Task description ->
Find the line containing "let b = Argument" in the listing below. Repeat it exactly, along with each following line up to and including the one containing "debug!(pair = %session.status_line(), winner".

Task input ->
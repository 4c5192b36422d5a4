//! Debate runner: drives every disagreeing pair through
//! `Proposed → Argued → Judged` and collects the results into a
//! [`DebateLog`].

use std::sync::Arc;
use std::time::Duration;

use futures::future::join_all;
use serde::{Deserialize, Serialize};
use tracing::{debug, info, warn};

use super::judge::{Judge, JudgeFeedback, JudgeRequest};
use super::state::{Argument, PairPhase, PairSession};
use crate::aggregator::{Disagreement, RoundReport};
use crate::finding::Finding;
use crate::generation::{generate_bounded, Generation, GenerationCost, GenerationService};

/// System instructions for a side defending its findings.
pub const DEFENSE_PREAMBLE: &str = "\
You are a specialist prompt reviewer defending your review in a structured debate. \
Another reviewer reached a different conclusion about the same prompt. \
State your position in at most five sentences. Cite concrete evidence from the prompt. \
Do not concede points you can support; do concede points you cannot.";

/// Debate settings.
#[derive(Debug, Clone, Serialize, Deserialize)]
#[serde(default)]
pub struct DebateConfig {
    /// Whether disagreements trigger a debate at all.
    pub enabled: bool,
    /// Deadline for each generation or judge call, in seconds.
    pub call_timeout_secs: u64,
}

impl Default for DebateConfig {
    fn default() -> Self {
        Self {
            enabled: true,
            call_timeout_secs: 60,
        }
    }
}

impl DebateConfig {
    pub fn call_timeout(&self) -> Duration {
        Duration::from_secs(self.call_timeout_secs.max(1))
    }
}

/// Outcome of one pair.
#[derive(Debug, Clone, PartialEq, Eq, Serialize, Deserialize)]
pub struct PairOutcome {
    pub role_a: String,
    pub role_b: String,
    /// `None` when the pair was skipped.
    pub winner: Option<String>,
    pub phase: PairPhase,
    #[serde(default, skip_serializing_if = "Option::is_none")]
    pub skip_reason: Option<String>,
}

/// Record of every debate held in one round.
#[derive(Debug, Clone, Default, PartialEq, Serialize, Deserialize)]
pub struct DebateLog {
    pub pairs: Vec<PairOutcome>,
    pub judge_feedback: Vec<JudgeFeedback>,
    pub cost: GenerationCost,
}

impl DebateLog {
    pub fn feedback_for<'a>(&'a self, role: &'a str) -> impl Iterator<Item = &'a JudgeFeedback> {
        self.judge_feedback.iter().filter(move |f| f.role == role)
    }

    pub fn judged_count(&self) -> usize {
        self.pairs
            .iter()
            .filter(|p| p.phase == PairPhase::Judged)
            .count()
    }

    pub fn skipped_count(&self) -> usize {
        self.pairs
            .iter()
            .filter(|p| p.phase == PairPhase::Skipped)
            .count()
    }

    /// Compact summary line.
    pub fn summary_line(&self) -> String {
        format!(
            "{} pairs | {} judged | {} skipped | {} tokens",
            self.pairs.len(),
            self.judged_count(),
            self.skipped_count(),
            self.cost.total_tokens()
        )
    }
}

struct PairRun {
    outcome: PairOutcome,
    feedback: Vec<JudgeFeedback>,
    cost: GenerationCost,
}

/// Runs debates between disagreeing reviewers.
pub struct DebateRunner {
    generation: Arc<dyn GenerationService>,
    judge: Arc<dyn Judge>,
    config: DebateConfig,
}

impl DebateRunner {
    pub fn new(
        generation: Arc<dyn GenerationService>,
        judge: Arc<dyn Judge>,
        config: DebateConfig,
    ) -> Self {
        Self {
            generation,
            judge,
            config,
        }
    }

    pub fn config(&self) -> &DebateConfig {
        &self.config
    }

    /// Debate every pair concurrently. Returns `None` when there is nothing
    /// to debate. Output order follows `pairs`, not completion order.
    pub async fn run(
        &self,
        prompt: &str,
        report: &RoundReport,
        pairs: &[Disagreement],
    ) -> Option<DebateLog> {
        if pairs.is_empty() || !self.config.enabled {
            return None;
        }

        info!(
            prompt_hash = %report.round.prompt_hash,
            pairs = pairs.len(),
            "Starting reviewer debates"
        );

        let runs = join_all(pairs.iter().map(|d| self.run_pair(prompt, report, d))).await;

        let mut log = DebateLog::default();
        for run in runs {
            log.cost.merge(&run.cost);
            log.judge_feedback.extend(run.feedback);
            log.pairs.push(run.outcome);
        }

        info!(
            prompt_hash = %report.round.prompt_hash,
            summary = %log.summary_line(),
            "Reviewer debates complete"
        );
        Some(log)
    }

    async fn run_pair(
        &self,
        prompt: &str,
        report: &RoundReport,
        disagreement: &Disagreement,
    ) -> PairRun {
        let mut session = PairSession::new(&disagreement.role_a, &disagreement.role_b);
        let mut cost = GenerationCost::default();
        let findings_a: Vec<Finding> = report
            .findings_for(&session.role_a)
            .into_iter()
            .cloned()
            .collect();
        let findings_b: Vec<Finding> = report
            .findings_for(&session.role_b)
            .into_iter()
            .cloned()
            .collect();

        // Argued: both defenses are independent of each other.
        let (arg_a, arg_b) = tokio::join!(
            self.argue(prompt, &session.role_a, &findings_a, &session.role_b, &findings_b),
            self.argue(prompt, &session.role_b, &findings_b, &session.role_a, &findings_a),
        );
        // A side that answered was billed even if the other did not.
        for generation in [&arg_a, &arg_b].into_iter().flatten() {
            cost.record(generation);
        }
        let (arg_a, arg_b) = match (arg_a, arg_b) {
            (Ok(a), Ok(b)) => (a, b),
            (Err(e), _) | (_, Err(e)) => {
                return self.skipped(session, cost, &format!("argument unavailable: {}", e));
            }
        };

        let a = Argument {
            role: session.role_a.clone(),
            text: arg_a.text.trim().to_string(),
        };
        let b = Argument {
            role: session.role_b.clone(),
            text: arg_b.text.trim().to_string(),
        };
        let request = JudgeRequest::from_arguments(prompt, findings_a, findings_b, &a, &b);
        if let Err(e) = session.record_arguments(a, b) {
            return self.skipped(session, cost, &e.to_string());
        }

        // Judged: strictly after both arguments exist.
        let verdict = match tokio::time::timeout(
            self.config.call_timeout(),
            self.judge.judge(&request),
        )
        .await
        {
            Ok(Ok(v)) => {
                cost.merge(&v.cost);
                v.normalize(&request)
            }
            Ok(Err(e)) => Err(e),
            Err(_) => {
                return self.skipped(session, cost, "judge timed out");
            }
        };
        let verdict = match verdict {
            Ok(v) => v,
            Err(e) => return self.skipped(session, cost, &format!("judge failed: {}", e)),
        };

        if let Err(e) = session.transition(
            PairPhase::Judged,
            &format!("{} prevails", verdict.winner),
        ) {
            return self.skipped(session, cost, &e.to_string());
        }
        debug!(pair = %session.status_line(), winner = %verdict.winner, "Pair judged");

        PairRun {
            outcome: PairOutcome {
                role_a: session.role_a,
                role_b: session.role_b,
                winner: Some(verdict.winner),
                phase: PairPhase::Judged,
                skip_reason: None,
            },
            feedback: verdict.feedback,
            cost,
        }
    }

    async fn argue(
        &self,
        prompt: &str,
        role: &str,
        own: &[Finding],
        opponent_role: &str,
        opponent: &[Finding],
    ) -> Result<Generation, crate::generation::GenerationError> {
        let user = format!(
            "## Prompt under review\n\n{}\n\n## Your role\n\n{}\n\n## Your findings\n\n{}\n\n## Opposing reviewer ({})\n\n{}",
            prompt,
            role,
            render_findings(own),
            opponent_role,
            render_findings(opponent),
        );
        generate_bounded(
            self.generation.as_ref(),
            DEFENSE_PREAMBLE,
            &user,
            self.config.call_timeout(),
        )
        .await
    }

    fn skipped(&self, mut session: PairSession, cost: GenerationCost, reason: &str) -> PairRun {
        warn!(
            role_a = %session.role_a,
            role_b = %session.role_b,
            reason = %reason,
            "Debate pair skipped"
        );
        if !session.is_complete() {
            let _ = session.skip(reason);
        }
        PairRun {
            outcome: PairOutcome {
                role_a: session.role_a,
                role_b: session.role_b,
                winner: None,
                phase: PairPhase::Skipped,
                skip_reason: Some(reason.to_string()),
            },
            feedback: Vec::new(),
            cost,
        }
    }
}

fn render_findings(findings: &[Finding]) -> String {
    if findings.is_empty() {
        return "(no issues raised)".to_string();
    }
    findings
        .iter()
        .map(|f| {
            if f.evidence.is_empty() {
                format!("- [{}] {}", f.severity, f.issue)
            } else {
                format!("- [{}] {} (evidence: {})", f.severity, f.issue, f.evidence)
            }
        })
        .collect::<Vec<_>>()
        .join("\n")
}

Your response ->
        let b = Argument {
            role: session.role_b.clone(),
            text: arg_b.text.trim().to_string(),
        };
        let request = JudgeRequest::from_arguments(prompt, findings_a, findings_b, &a, &b);
        if let Err(e) = session.record_arguments(a, b) {
            return self.skipped(session, cost, &e.to_string());
        }

        // Judged: strictly after both arguments exist.
        let verdict = match tokio::time::timeout(
            self.config.call_timeout(),
            self.judge.judge(&request),
        )
        .await
        {
            Ok(Ok(v)) => {
                cost.merge(&v.cost);
                v.normalize(&request)
            }
            Ok(Err(e)) => Err(e),
            Err(_) => {
                return self.skipped(session, cost, "judge timed out");
            }
        };
        let verdict = match verdict {
            Ok(v) => v,
            Err(e) => return self.skipped(session, cost, &format!("judge failed: {}", e)),
        };

        if let Err(e) = session.transition(
            PairPhase::Judged,
            &format!("{} prevails", verdict.winner),
        ) {
            return self.skipped(session, cost, &e.to_string());
        }
        debug!(pair = %session.status_line(), winner = %verdict.winner, "Pair judged");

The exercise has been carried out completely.